Before WATERMAN, MOORE and HAYS, Circuit Judges,
HAYS, Circuit Judge:
Appellants Alvin Beigel, Joseph Lapi and Anthony Verzino were convicted of violating 21 U.S.C. §§ 173, 174 1 and conspiring to violate those sections as well as 26 U.S.C. § 4705(a). 2 The case was tried to the court sitting without a jury and the opinion of the trial judge is reported at 254 F.Supp. 923 (S.D.N.Y.1966). Two other defendants were charged in the same indictment. One, Anthony Cutillo, was acquitted. The other, Vincent Soviero, has not yet been apprehended and the counts against him were severed before trial. The principal contention of all three appellants is that certain contraband introduced in evidence was illegally seized from Beigel and should have been suppressed. Lapi and Verzino also challenge the sufficiency of the evidence on which their convictions are based and Verzino contends that he was denied his constitutional right to a speedy trial. We find no error and affirm the convictions.

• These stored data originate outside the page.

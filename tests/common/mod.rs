//! Shared helpers for the integration tests: fixtures, mapped types used
//! across suites, and a scripted transport.

#![allow(dead_code)]

use std::collections::VecDeque;
use std::path::PathBuf;
use std::sync::atomic::{AtomicUsize, Ordering};
use std::sync::{Arc, Mutex};

use async_trait::async_trait;
use chrono::NaiveDate;
use restmap::{
    Document, DocumentError, DocumentParser, HttpRequest, HttpResponse, Mapped, MappingResult,
    Representation, Result, SchemaBuilder, SchemaRef, Transport, XmlParser,
};

pub fn fixtures_dir() -> PathBuf {
    PathBuf::from(env!("CARGO_MANIFEST_DIR"))
        .join("tests")
        .join("fixtures")
}

pub fn fixture(name: &str) -> Vec<u8> {
    std::fs::read(fixtures_dir().join(format!("{}.xml", name)))
        .unwrap_or_else(|e| panic!("missing fixture {}: {}", name, e))
}

/// Route library logs to the test harness; `RUST_LOG=restmap=debug` to see them
pub fn init_tracing() {
    let _ = tracing_subscriber::fmt()
        .with_env_filter(tracing_subscriber::EnvFilter::from_default_env())
        .with_test_writer()
        .try_init();
}

#[derive(Debug, Clone, PartialEq)]
pub struct User {
    pub first_name: Option<String>,
    pub last_name: Option<String>,
}

impl Mapped for User {
    const NAME: &'static str = "User";

    fn define(schema: SchemaBuilder) -> SchemaBuilder {
        schema.string(&["first_name", "last_name"])
    }

    fn from_representation(representation: Representation) -> MappingResult<Option<Self>> {
        Ok(Some(User {
            first_name: representation.text("first_name").map(str::to_string),
            last_name: representation.text("last_name").map(str::to_string),
        }))
    }
}

#[derive(Debug, Clone, PartialEq)]
pub struct Post {
    pub id: i64,
    pub user_id: Option<i64>,
    pub parent_id: Option<i64>,
    pub body: Option<String>,
    pub created_at: Option<NaiveDate>,
    pub user: Option<User>,
    pub replies: Vec<Post>,
}

impl Mapped for Post {
    const NAME: &'static str = "Post";

    fn define(schema: SchemaBuilder) -> SchemaBuilder {
        schema
            .objectid(&["id", "user_id", "parent_id"])
            .date(&["created_at"])
            .string(&["body"])
            .nested("user", "user", SchemaRef::of::<User>())
            .repeated("replies/userPost", "replies", SchemaRef::This)
    }

    fn from_representation(representation: Representation) -> MappingResult<Option<Self>> {
        Ok(Some(Post {
            id: representation.require_integer("id")?,
            user_id: representation.integer("user_id"),
            parent_id: representation.integer("parent_id"),
            body: representation.text("body").map(str::to_string),
            created_at: representation.date("created_at"),
            user: representation.mapped("user")?,
            replies: representation.mapped_list("replies")?,
        }))
    }
}

/// Users flagged inactive are dropped from collections
#[derive(Debug, Clone, PartialEq)]
pub struct ActiveUser {
    pub id: i64,
    pub first_name: String,
}

impl Mapped for ActiveUser {
    const NAME: &'static str = "ActiveUser";

    fn define(schema: SchemaBuilder) -> SchemaBuilder {
        schema
            .objectid(&["id"])
            .string(&["first_name"])
            .boolean(&["active"])
    }

    fn from_representation(representation: Representation) -> MappingResult<Option<Self>> {
        if !representation.boolean("active") {
            return Ok(None);
        }
        Ok(Some(ActiveUser {
            id: representation.require_integer("id")?,
            first_name: representation.require_text("first_name")?,
        }))
    }
}

/// XML parser that counts its invocations
pub fn counting_parser(calls: Arc<AtomicUsize>) -> Arc<dyn DocumentParser> {
    Arc::new(move |bytes: &[u8]| {
        calls.fetch_add(1, Ordering::SeqCst);
        XmlParser.parse(bytes)
    })
}

/// Parser that fails every time it is called
pub fn refusing_parser() -> Arc<dyn DocumentParser> {
    Arc::new(|_: &[u8]| -> std::result::Result<Document, DocumentError> {
        Err(DocumentError::Refused {
            details: "parser should not have been called".to_string(),
        })
    })
}

/// Transport answering from a queue of canned results and recording requests
#[derive(Default)]
pub struct ScriptedTransport {
    responses: Mutex<VecDeque<Result<HttpResponse>>>,
    requests: Mutex<Vec<HttpRequest>>,
}

impl ScriptedTransport {
    pub fn new() -> Self {
        Self::default()
    }

    pub fn push(&self, response: Result<HttpResponse>) -> &Self {
        self.responses.lock().unwrap().push_back(response);
        self
    }

    pub fn requests(&self) -> Vec<HttpRequest> {
        self.requests.lock().unwrap().clone()
    }

    pub fn request_count(&self) -> usize {
        self.requests.lock().unwrap().len()
    }
}

#[async_trait]
impl Transport for ScriptedTransport {
    async fn request(&self, request: HttpRequest) -> Result<HttpResponse> {
        let url = request.url.clone();
        self.requests.lock().unwrap().push(request);
        self.responses
            .lock()
            .unwrap()
            .pop_front()
            .unwrap_or_else(|| panic!("no scripted response left for {}", url))
    }
}
impl Representation {
    pub fn new(schema: impl Into<String>) -> Self {
        Self {
            schema: schema.into(),
            fields: Vec::new(),
        }
    }

    /// Build a representation directly, without a document
    pub fn from_fields<I, K>(schema: impl Into<String>, fields: I) -> Self
    where
        I: IntoIterator<Item = (K, Value)>,
        K: Into<String>,
    {
        let mut representation = Self::new(schema);
        for (name, value) in fields {
            representation.set(name, Some(value));
        }
        representation
    }

    pub fn schema_name(&self) -> &str {
        &self.schema
    }

    /// Set or clear a field; presence is recomputed from the new value
    pub fn set(&mut self, field: impl Into<String>, value: Option<Value>) {
        let field = field.into();
        let entry = FieldValue::new(value);
        match self.fields.iter_mut().find(|(name, _)| *name == field) {
            Some((_, existing)) => *existing = entry,
            None => self.fields.push((field, entry)),
        }
    }

    pub fn field(&self, field: &str) -> Option<&FieldValue> {
        self.fields
            .iter()
            .find(|(name, _)| name == field)
            .map(|(_, value)| value)
    }

    pub fn get(&self, field: &str) -> Option<&Value> {
        self.field(field).and_then(FieldValue::value)
    }

    /// Presence predicate; for boolean fields this is the boolean itself
    pub fn is_present(&self, field: &str) -> bool {
        self.field(field).is_some_and(FieldValue::is_present)
    }

    pub fn field_names(&self) -> impl Iterator<Item = &str> {
        self.fields.iter().map(|(name, _)| name.as_str())
    }

    pub fn len(&self) -> usize {
        self.fields.len()
    }

    pub fn is_empty(&self) -> bool {
        self.fields.is_empty()
    }

    pub fn text(&self, field: &str) -> Option<&str> {
        self.get(field).and_then(Value::as_text)
    }

    pub fn integer(&self, field: &str) -> Option<i64> {
        self.get(field).and_then(Value::as_integer)
    }

    pub fn float(&self, field: &str) -> Option<f64> {
        self.get(field).and_then(Value::as_float)
    }

    pub fn date(&self, field: &str) -> Option<NaiveDate> {
        self.get(field).and_then(Value::as_date)
    }

    pub fn timestamp(&self, field: &str) -> Option<DateTime<FixedOffset>> {
        self.get(field).and_then(Value::as_timestamp)
    }

    /// Boolean fields have no unset state: anything missing reads as `false`
    pub fn boolean(&self, field: &str) -> bool {
        self.get(field).and_then(Value::as_boolean).unwrap_or(false)
    }

    pub fn nested(&self, field: &str) -> Option<&Representation> {
        self.get(field).and_then(Value::as_nested)
    }

    pub fn list(&self, field: &str) -> &[Representation] {
        self.get(field).and_then(Value::as_list).unwrap_or(&[])
    }

    /// Map a nested field into a typed object
    pub fn mapped<M: Mapped>(&self, field: &str) -> MappingResult<Option<M>> {
        match self.nested(field) {
            Some(nested) => M::from_representation(nested.clone()),
            None => Ok(None),
        }
    }

    /// Map a repeated field into typed objects, dropping filtered records
    pub fn mapped_list<M: Mapped>(&self, field: &str) -> MappingResult<Vec<M>> {
        let mut items = Vec::new();
        for item in self.list(field) {
            if let Some(mapped) = M::from_representation(item.clone())? {
                items.push(mapped);
            }
        }
        Ok(items)
    }

    fn missing(&self, field: &str) -> MappingError {
        MappingError::Rejected {
            type_name: self.schema.clone(),
            reason: format!("missing required field '{}'", field),
        }
    }

    pub fn require_text(&self, field: &str) -> MappingResult<String> {
        self.text(field)
            .map(str::to_string)
            .ok_or_else(|| self.missing(field))
    }

    pub fn require_integer(&self, field: &str) -> MappingResult<i64> {
        self.integer(field).ok_or_else(|| self.missing(field))
    }
}

/// Apply a schema to a node
///
/// Nested and repeated rules descend at most [`DEFAULT_MAX_DEPTH`] levels,
/// the same bound the XML parser puts on documents.
pub fn materialize(schema: &Arc<Schema>, node: &Node) -> MappingResult<Representation> {
    materialize_at(schema, node, 0)
}

fn materialize_at(schema: &Arc<Schema>, node: &Node, depth: usize) -> MappingResult<Representation> {
    if depth >= DEFAULT_MAX_DEPTH {
        return Err(DocumentError::TooDeep {
            limit: DEFAULT_MAX_DEPTH,
        }
        .into());
    }
    let mut representation = Representation::new(schema.name());

    for rule in schema.rules() {
        let matches = node.select(&rule.selector);
        let value = match &rule.kind {
            RuleKind::Scalar(converter) => converter.convert(&rule.field, matches.first().copied())?,
            RuleKind::Nested(reference) => match matches.first() {
                Some(child) => {
                    let sub_schema = reference.resolve(schema)?;
                    Some(Value::Nested(Box::new(materialize_at(&sub_schema, child, depth + 1)?)))
                }
                None => None,
            },
            RuleKind::Repeated(_) if matches.is_empty() => Some(Value::List(Vec::new())),
            RuleKind::Repeated(reference) => {
                let sub_schema = reference.resolve(schema)?;
                let mut items = Vec::with_capacity(matches.len());
                for item in &matches {
                    items.push(materialize_at(&sub_schema, item, depth + 1)?);
                }
                Some(Value::List(items))
            }
        };
        representation.set(rule.field.clone(), value);
    }

    Ok(representation)
}

/// Apply a schema to each node, preserving order
pub fn materialize_many(schema: &Arc<Schema>, nodes: &[&Node]) -> MappingResult<Vec<Representation>> {
    nodes.iter().map(|node| materialize(schema, node)).collect()
}

fn array_items_selector() -> &'static Selector {
    static ARRAY_ITEMS: OnceLock<Selector> = OnceLock::new();
    ARRAY_ITEMS.get_or_init(|| {
        Selector::parse("/*[@type='array']/*").expect("Failed to parse array items selector")
    })
}

/// Items of a collection document: the children of a root marked `type="array"`
pub fn collection_items(document: &Document) -> Vec<&Node> {
    document.select(array_items_selector())
}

In August, 1962 agents of the Federal Bureau of Narcotics and detectives of the New York City Narcotics Squad began surveillance of the activities of appellants.
On February 5, 1963 the following conversation between Verzino and an unidentified John Doe was overheard:
Verzino: I told him $5500, no less.
John Doe: You know you have to be careful in this business.

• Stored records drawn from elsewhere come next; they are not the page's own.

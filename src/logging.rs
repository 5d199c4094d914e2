use std::time::Instant;

use async_trait::async_trait;
use tracing::{info, warn};

use crate::caching::request_url;
use crate::error::Result;
use crate::transport::{HttpRequest, HttpResponse, Transport};

/// Transport decorator that logs each request and its outcome
pub struct RequestLogger<T> {
    inner: T,
}

impl<T: Transport> RequestLogger<T> {
    pub fn new(inner: T) -> Self {
        Self { inner }
    }

    pub fn inner(&self) -> &T {
        &self.inner
    }
}

/// `GET http://host/path?page=2`, query parameters included
pub fn request_line(request: &HttpRequest) -> String {
    match request_url(request) {
        Ok(url) => format!("{} {}", request.method, url),
        Err(_) => format!("{} {}", request.method, request.url),
    }
}

/// `--> 200 OK 1.25KB (12ms)`
pub fn summary_line(response: &HttpResponse, elapsed_ms: u128) -> String {
    format!(
        "--> {} {} {:.2}KB ({}ms)",
        response.status,
        response.reason(),
        response.body.len() as f64 / 1024.0,
        elapsed_ms
    )
}

#[async_trait]
impl<T: Transport> Transport for RequestLogger<T> {
    async fn request(&self, request: HttpRequest) -> Result<HttpResponse> {
        info!("{}", request_line(&request));
        let started = Instant::now();

        match self.inner.request(request).await {
            Ok(response) => {
                info!(
                    from_cache = response.from_cache,
                    "{}",
                    summary_line(&response, started.elapsed().as_millis())
                );
                Ok(response)
            }
            Err(error) => {
                warn!("--> failed after {}ms: {}", started.elapsed().as_millis(), error);
                Err(error)
            }
        }
    }
}
//! # crf-core
//!
//! A library for training and applying first-order linear-chain
//! Conditional Random Fields over sequences of discrete items annotated
//! with sparse attributes.
//!
//! The crate is organized around the data flow described in its design
//! documentation: a caller builds a [`data::Dataset`] of labeled
//! [`data::Instance`]s, an [`encoder::Encoder`] turns it into a
//! [`features::FeatureTable`] and a [`context::Context`] for inference,
//! one of the [`train`] drivers (L-BFGS, SGD, averaged perceptron,
//! passive-aggressive, or AROW) fits a weight vector against that
//! encoder, and the result is written through [`model::ModelWriter`] to a
//! memory-mappable model file that [`tagger::Tagger`] later opens to
//! decode new instances.
//!
//! ```text
//! Dataset -> Encoder (features + Context) -> Trainer -> ModelWriter
//!                                                            |
//!                                                            v
//!                                            ModelReader -> Tagger -> labels
//! ```

pub mod config;
pub mod context;
pub mod data;
pub mod dictionary;
pub mod encoder;
pub mod error;
pub mod eval;
pub mod features;
pub mod logging;
pub mod model;
pub mod numeric;
pub mod tagger;
pub mod train;

pub use config::{ParamTable, ParamValue};
pub use data::{AttributeContent, Dataset, Instance, Item};
pub use dictionary::{Dictionary, VecDictionary};
pub use encoder::Encoder;
pub use error::{CrfError, Result};
pub use eval::Evaluation;
pub use features::{Feature, FeatureGenOptions, FeatureKind, FeatureTable};
pub use model::{ModelReader, ModelWriter};
pub use tagger::Tagger;
pub use train::{Algorithm, Trainer};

Verzino: I feel sorry for Louis.
John Doe: Louis who?
Verzino: Louis Gold, that Puerto Rican that got jammed up. I took care of him before he got busted.
Soviero then arrived and John Doe asked him, 'Is it in the same place, in the ashtray?' Soviero replied, 'Yes, right behind the ashtray,' whereupon Doe said, 'I will see you tomorrow with the money.'
A short time later Doe entered a parked car a few blocks away, reached down under the dashboard and then drove away. The other two men went to a nearby by bar where the following conversation was overheard:
Verzino: For that guy we charge 7500.
Soviero: That's right. Did Al mix the stuff good?
Verzino: Yes, he mixed it three to one and it's still dynamite.
In the argot of narcotic traffickers the phrase 'three to one' indicates that the heroin ('stuff') has been diluted three parts of adulterant to each part of heroin and 'dynamite' indicates the high quality of the drug.
On February 21, 1963 Verzino and Sovieri were observed with appellant Alvin Beigel at the Manhattan coffee shop where the February 5th meeting had occurred. Shortly after they left, they were joined by the John Doe who had participated in the earlier meeting. Verzino went with Doe to a parked car, opened the trunk and handed Doe a package. Beigel then drove off in a car identified as the one which Doe had driven on February 5th. Later that evening Verzino, Soviero and Beigel were again seen engaged in a brief conversation.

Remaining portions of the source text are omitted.